E há carros que simplesmente esperam.
Em algum lugar, escondida atrás da poeira acumulada por décadas, uma Ferrari F40 aguardava em silêncio. Durante mais de 30 anos, aquele símbolo de uma era dourada do automobilismo permaneceu parado em uma garagem, distante do asfalto, do cheiro de combustível e, sobretudo, daquele som inconfundível de seu V8 biturbo.
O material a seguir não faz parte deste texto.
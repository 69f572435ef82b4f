//! Run configuration.
//!
//! [`Config`] carries everything a run needs: input path, worker count, record
//! delimiter, record policy and input strategy. The binary builds it from CLI
//! flags. With the `config` feature, values can also come from a TOML file,
//! by default `<config dir>/rbrc/config.toml`; CLI flags take precedence.

use crate::error::{RbrcError, Result};
use crate::parser::{ParseOptions, RecordPolicy, DEFAULT_DELIMITER};
use crate::source::SourceStrategy;
use std::path::PathBuf;

/// Input path used when none is given
pub const DEFAULT_INPUT: &str = "measurements.txt";

/// Settings for one aggregation run
#[derive(Debug, Clone, PartialEq, Eq)]
pub struct Config {
    pub input: PathBuf,
    /// Worker threads; `None` means available parallelism
    pub threads: Option<usize>,
    pub delimiter: u8,
    pub policy: RecordPolicy,
    pub strategy: SourceStrategy,
}

impl Default for Config {
    fn default() -> Self {
        Self {
            input: PathBuf::from(DEFAULT_INPUT),
            threads: None,
            delimiter: DEFAULT_DELIMITER,
            policy: RecordPolicy::Strict,
            strategy: SourceStrategy::Auto,
        }
    }
}

impl Config {
    pub fn parse_options(&self) -> ParseOptions {
        ParseOptions {
            delimiter: self.delimiter,
            policy: self.policy,
        }
    }

    /// Worker threads to use, resolving `None` to the platform's parallelism
    pub fn effective_threads(&self) -> usize {
        self.threads.unwrap_or_else(|| {
            std::thread::available_parallelism()
                .map(|n| n.get())
                .unwrap_or(1)
        })
    }

    /// Check settings that cannot be expressed in the types alone
    pub fn validate(&self) -> Result<()> {
        if self.threads == Some(0) {
            return Err(RbrcError::invalid_argument("thread count must be at least 1"));
        }
        check_delimiter(self.delimiter)
    }
}

/// Parse a delimiter given as a one-character string
pub fn parse_delimiter(s: &str) -> Result<u8> {
    match s.as_bytes() {
        [byte] => {
            check_delimiter(*byte)?;
            Ok(*byte)
        }
        _ => Err(RbrcError::invalid_argument(format!(
            "delimiter must be a single ASCII character, got {:?}",
            s
        ))),
    }
}

fn check_delimiter(byte: u8) -> Result<()> {
    // Bytes that can appear in a value or terminate a line cannot delimit
    if !byte.is_ascii() || byte.is_ascii_digit() || matches!(byte, b'-' | b'.' | b'\n' | b'\r')
    {
        return Err(RbrcError::invalid_argument(format!(
            "{:?} cannot be used as a delimiter",
            char::from(byte)
        )));
    }
    Ok(())
}

#[cfg(feature = "config")]
pub use file::FileConfig;

#[cfg(feature = "config")]
mod file {
    use super::{parse_delimiter, Config};
    use crate::error::{RbrcError, Result};
    use crate::parser::RecordPolicy;
    use crate::source::SourceStrategy;
    use serde::Deserialize;
    use std::path::{Path, PathBuf};

    /// Settings read from a TOML file; every field is optional
    #[derive(Debug, Clone, Default, PartialEq, Eq, Deserialize)]
    #[serde(deny_unknown_fields)]
    pub struct FileConfig {
        pub threads: Option<usize>,
        pub delimiter: Option<String>,
        pub lenient: Option<bool>,
        pub strategy: Option<SourceStrategy>,
    }

    impl FileConfig {
        /// `<config dir>/rbrc/config.toml`, if the platform has a config dir
        pub fn default_path() -> Option<PathBuf> {
            dirs::config_dir().map(|dir| dir.join("rbrc").join("config.toml"))
        }

        pub fn from_toml(text: &str) -> Result<Self> {
            toml::from_str(text).map_err(|e| RbrcError::config(e.to_string()))
        }

        pub fn load(path: &Path) -> Result<Self> {
            let text = std::fs::read_to_string(path).map_err(|e| {
                RbrcError::file_error(
                    format!("Failed to read config file: {}", path.display()),
                    e,
                )
            })?;
            Self::from_toml(&text)
        }

        /// Load the file at the default location, or nothing if it is absent
        pub fn load_default() -> Result<Option<Self>> {
            match Self::default_path() {
                Some(path) if path.is_file() => Self::load(&path).map(Some),
                _ => Ok(None),
            }
        }

        /// Copy the values present in the file onto `config`
        pub fn apply_to(&self, config: &mut Config) -> Result<()> {
            if let Some(threads) = self.threads {
                config.threads = Some(threads);
            }
            if let Some(delimiter) = &self.delimiter {
                config.delimiter = parse_delimiter(delimiter)?;
            }
            if let Some(lenient) = self.lenient {
                config.policy = if lenient {
                    RecordPolicy::Lenient
                } else {
                    RecordPolicy::Strict
                };
            }
            if let Some(strategy) = self.strategy {
                config.strategy = strategy;
            }
            Ok(())
        }
    }

}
Até que Lewis Hamilton apareceu.
O heptacampeão mundial revelou nesta segunda-feira, 31 de agosto de 2026, que encontrou, comprou e decidiu recuperar justamente essa F40. Mas a história não termina na aquisição de um dos maiores ícones da indústria automobilística italiana.
Hamilton fez algo que poucos proprietários de uma F40 poderiam fazer: levou o carro para Maranello.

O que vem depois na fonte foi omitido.